- WHAT YOU ARE ASKED TO DO
Wherever a line of the records contains "summaries", copy that line.

- DATASET CONTENT
====
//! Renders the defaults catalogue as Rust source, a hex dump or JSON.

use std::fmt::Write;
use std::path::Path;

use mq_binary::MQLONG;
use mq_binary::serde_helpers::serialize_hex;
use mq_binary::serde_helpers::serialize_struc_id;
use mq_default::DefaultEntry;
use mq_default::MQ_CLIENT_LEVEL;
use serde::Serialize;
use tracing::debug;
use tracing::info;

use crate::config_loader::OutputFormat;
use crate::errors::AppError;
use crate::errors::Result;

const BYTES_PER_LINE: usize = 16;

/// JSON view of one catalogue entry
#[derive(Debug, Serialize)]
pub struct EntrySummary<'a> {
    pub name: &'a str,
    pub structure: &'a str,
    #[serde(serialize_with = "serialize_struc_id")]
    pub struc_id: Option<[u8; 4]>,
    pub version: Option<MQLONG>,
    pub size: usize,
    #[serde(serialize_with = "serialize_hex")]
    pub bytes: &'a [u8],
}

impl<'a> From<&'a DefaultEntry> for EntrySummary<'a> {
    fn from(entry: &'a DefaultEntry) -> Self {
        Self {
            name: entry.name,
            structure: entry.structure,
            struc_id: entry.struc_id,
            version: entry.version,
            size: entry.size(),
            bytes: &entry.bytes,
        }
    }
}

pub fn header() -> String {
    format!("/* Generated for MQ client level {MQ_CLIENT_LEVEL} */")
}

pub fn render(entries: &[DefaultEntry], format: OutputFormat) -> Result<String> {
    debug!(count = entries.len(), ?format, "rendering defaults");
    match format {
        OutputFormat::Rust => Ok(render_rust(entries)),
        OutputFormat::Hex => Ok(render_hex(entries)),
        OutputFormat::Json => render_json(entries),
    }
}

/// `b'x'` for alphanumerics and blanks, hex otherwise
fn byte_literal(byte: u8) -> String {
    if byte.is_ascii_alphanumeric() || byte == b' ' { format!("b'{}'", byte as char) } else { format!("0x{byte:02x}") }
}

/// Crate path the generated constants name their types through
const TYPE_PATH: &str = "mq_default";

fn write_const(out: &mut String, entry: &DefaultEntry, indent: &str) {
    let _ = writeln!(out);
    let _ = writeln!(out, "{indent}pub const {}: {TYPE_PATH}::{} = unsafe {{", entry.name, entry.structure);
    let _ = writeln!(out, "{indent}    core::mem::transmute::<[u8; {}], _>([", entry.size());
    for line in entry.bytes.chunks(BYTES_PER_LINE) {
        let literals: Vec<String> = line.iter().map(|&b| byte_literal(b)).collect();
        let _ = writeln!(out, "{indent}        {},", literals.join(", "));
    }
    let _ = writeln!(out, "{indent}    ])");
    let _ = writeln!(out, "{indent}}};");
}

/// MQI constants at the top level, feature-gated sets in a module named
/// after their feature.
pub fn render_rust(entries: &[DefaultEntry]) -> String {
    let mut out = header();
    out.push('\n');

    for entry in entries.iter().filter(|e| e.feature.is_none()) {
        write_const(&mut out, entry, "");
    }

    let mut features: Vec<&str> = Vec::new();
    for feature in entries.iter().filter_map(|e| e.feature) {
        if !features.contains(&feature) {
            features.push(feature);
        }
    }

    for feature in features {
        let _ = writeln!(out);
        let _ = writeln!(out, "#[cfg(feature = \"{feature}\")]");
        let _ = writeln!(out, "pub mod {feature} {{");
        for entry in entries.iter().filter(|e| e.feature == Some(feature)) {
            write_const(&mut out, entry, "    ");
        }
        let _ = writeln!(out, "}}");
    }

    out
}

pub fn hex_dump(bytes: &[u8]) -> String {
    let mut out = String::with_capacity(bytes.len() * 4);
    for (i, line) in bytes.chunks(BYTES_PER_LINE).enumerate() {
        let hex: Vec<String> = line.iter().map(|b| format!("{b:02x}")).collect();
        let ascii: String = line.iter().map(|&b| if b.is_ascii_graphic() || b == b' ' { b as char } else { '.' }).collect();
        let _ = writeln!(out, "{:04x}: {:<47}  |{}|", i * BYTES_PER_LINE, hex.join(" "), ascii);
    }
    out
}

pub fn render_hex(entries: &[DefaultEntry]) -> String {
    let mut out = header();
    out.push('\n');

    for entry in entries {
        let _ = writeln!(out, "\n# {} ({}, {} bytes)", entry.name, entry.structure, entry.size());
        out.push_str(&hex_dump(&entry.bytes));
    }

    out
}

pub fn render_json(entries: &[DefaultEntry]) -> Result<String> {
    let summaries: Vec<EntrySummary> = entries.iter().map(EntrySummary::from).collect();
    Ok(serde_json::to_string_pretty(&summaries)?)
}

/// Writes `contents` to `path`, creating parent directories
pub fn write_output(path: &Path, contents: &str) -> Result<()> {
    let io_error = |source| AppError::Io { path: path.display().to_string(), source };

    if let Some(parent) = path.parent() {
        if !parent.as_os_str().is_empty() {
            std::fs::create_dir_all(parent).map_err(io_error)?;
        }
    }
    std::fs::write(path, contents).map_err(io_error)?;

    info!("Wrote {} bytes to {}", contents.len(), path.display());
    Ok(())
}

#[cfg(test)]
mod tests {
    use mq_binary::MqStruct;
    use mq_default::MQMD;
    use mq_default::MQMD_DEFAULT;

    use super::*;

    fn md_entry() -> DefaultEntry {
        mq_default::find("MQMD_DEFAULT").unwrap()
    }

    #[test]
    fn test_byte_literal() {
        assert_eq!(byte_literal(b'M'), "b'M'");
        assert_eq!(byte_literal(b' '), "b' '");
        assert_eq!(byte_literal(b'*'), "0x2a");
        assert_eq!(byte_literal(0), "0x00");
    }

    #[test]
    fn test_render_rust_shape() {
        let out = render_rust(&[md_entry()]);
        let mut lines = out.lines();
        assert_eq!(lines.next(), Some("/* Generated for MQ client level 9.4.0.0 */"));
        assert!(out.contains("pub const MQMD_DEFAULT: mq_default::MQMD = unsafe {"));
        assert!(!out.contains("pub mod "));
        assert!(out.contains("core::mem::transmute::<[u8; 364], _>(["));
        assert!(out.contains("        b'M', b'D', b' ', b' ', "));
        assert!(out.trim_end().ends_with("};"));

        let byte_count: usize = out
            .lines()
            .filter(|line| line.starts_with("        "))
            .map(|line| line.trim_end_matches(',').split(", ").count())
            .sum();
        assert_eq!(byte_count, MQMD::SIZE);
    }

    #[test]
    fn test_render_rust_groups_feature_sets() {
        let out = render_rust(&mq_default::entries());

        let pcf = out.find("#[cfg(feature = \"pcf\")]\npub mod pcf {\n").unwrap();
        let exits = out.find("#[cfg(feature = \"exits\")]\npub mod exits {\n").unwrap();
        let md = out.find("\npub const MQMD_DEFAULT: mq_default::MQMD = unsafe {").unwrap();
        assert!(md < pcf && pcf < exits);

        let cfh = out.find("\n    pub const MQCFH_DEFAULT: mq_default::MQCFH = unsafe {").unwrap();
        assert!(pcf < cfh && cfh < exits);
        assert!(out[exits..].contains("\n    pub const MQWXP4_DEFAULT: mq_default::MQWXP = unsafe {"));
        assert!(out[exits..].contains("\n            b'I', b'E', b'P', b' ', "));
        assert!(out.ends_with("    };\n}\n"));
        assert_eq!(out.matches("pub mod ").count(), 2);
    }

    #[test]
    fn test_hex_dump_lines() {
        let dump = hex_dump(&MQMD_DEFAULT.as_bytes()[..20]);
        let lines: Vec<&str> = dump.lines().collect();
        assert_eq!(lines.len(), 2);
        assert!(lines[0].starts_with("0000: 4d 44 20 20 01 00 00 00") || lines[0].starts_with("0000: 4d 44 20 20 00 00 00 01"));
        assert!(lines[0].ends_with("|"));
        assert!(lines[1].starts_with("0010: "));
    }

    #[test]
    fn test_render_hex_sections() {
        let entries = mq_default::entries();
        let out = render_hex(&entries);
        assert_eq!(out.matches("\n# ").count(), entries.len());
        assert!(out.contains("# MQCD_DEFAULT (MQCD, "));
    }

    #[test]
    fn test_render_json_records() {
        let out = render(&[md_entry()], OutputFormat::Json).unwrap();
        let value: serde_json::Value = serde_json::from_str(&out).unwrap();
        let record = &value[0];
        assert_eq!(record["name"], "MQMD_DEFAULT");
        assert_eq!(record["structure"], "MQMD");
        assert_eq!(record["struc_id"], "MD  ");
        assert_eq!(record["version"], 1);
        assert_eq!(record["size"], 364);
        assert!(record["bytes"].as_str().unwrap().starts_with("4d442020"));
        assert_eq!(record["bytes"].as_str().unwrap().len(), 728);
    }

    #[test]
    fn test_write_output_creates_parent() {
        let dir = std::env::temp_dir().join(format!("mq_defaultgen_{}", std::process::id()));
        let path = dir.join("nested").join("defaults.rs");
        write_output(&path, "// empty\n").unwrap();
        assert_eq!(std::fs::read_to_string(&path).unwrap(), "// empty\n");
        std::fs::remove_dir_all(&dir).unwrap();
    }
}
====
- TASK RESULT
    let summaries: Vec<EntrySummary> = entries.iter().map(EntrySummary::from).collect();
    Ok(serde_json::to_string_pretty(&summaries)?)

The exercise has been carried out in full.